--- DATA EXTRACT ---

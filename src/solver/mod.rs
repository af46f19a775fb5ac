//! A MiniSat-style CDCL solver and its incremental interface for d-DNNF compilation.

pub mod clause;
pub mod config;
pub mod core;
pub mod dnnf;
pub mod heap;

pub use self::config::SolverConfig;
pub use self::core::{Solver, SolverStats};
pub use self::dnnf::DnnfSolver;
#[cfg(test)]
mod tests {
    use test_log::test;

    use super::*;

    fn lits(dimacs: &[i32]) -> Vec<Lit> {
        dimacs.iter().map(|&x| Lit::from_dimacs(x)).collect()
    }

    fn check_model(solver: &Solver, clauses: &[Vec<i32>]) {
        let model = solver.model().unwrap();
        for clause in clauses {
            assert!(clause.iter().any(|&x| {
                let lit = Lit::from_dimacs(x);
                model[lit.var().index()] == lit.phase()
            }));
        }
    }

    #[test]
    fn test_luby() {
        let seq: Vec<f64> = (0..7).map(|i| luby(2.0, i)).collect();
        assert_eq!(seq, vec![1.0, 1.0, 2.0, 1.0, 1.0, 2.0, 4.0]);
    }

    #[test]
    fn test_empty() {
        let mut solver = Solver::default();
        assert!(solver.solve());
        assert_eq!(solver.model(), Some(&[][..]));
    }

    #[test]
    fn test_simple_sat() {
        let clauses = vec![vec![1, 2], vec![-1, 3], vec![-2, 3], vec![-3, 4]];
        let mut solver = Solver::default();
        for c in &clauses {
            solver.add_clause(lits(c));
        }
        assert_eq!(solver.n_vars(), 4);
        assert!(solver.solve());
        check_model(&solver, &clauses);
    }

    #[test]
    fn test_unit_conflict() {
        let mut solver = Solver::default();
        assert!(solver.add_clause(lits(&[1])));
        assert!(!solver.add_clause(lits(&[-1])));
        assert!(!solver.is_ok());
        assert!(!solver.solve());
    }

    #[test]
    fn test_tautology_is_ignored() {
        let mut solver = Solver::default();
        solver.add_clause(lits(&[1, -1]));
        assert_eq!(solver.n_clauses(), 0);
        assert!(solver.solve());
    }

    #[test]
    fn test_pigeonhole_3_2() {
        // Pigeon i in hole j: variable 2 * i + j + 1.
        let p = |i: i32, j: i32| 2 * i + j + 1;
        let mut clauses = Vec::new();
        for i in 0..3 {
            clauses.push(vec![p(i, 0), p(i, 1)]);
        }
        for j in 0..2 {
            for a in 0..3 {
                for b in (a + 1)..3 {
                    clauses.push(vec![-p(a, j), -p(b, j)]);
                }
            }
        }
        let mut solver = Solver::default();
        for c in &clauses {
            solver.add_clause(lits(c));
        }
        assert!(!solver.solve());
        assert!(solver.stats().conflicts > 0);
        assert!(solver.model().is_none());
    }

    #[test]
    fn test_assumptions() {
        let clauses = vec![vec![1, 2], vec![-1, 2]];
        let mut solver = Solver::default();
        for c in &clauses {
            solver.add_clause(lits(c));
        }
        assert!(solver.solve_with_assumptions(&lits(&[1])));
        check_model(&solver, &clauses);
        assert!(!solver.solve_with_assumptions(&lits(&[-2])));
        // Failing under assumptions keeps the solver usable.
        assert!(solver.is_ok());
        assert!(solver.solve_with_assumptions(&lits(&[-1])));
        assert_eq!(solver.value(Lit::from_dimacs(2)), Tristate::True);
    }

    #[test]
    fn test_many_models() {
        // x1 xor x2 xor x3, as CNF.
        let clauses = vec![
            vec![1, 2, 3],
            vec![1, -2, -3],
            vec![-1, 2, -3],
            vec![-1, -2, 3],
        ];
        let mut solver = Solver::default();
        for c in &clauses {
            solver.add_clause(lits(c));
        }
        let mut count = 0;
        while solver.solve() {
            check_model(&solver, &clauses);
            let model = solver.model().unwrap().to_vec();
            let blocking: Vec<Lit> = model
                .iter()
                .enumerate()
                .map(|(v, &b)| Var::new(v as u32).lit(!b))
                .collect();
            count += 1;
            solver.add_clause(blocking);
        }
        assert_eq!(count, 4);
    }
}
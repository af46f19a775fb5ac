use crate::types::Var;

/// Binary max-heap of variables ordered by an external activity array.
///
/// The activities live in the solver; every operation that may reorder the
/// heap borrows them.
#[derive(Debug, Default)]
pub struct VarHeap {
    heap: Vec<Var>,
    indices: Vec<Option<usize>>,
}

impl VarHeap {
    pub fn new() -> Self {
        Self::default()
    }

    pub fn len(&self) -> usize {
        self.heap.len()
    }

    pub fn is_empty(&self) -> bool {
        self.heap.is_empty()
    }

    pub fn contains(&self, var: Var) -> bool {
        matches!(self.indices.get(var.index()), Some(Some(_)))
    }

    pub fn insert(&mut self, var: Var, activity: &[f64]) {
        if var.index() >= self.indices.len() {
            self.indices.resize(var.index() + 1, None);
        }
        if self.contains(var) {
            return;
        }
        let pos = self.heap.len();
        self.heap.push(var);
        self.indices[var.index()] = Some(pos);
        self.heapify_up(pos, activity);
    }

    /// Restores the heap after the activity of `var` increased.
    pub fn bump(&mut self, var: Var, activity: &[f64]) {
        if let Some(Some(pos)) = self.indices.get(var.index()).copied() {
            self.heapify_up(pos, activity);
        }
    }

    pub fn pop_max(&mut self, activity: &[f64]) -> Option<Var> {
        if self.heap.is_empty() {
            return None;
        }
        let top = self.heap.swap_remove(0);
        self.indices[top.index()] = None;
        if let Some(&first) = self.heap.first() {
            self.indices[first.index()] = Some(0);
            self.heapify_down(0, activity);
        }
        Some(top)
    }

    fn swap(&mut self, i: usize, j: usize) {
        self.heap.swap(i, j);
        self.indices[self.heap[i].index()] = Some(i);
        self.indices[self.heap[j].index()] = Some(j);
    }

    fn heapify_up(&mut self, mut index: usize, activity: &[f64]) {
        while index > 0 {
            let parent = (index - 1) / 2;
            if activity[self.heap[index].index()] <= activity[self.heap[parent].index()] {
                break;
            }
            self.swap(index, parent);
            index = parent;
        }
    }

    fn heapify_down(&mut self, mut index: usize, activity: &[f64]) {
        loop {
            let left = 2 * index + 1;
            let right = left + 1;
            let mut largest = index;
            if left < self.heap.len()
                && activity[self.heap[left].index()] > activity[self.heap[largest].index()]
            {
                largest = left;
            }
            if right < self.heap.len()
                && activity[self.heap[right].index()] > activity[self.heap[largest].index()]
            {
                largest = right;
            }
            if largest == index {
                break;
            }
            self.swap(index, largest);
            index = largest;
        }
    }
}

---

WHAT IS REQUIRED:
The lines to report are those in the material above that contain the word "push"; copy every one of them.

COMPLETED EXERCISE:
            clauses.push(vec![p(i, 0), p(i, 1)]);
                    clauses.push(vec![-p(a, j), -p(b, j)]);
        self.heap.push(var);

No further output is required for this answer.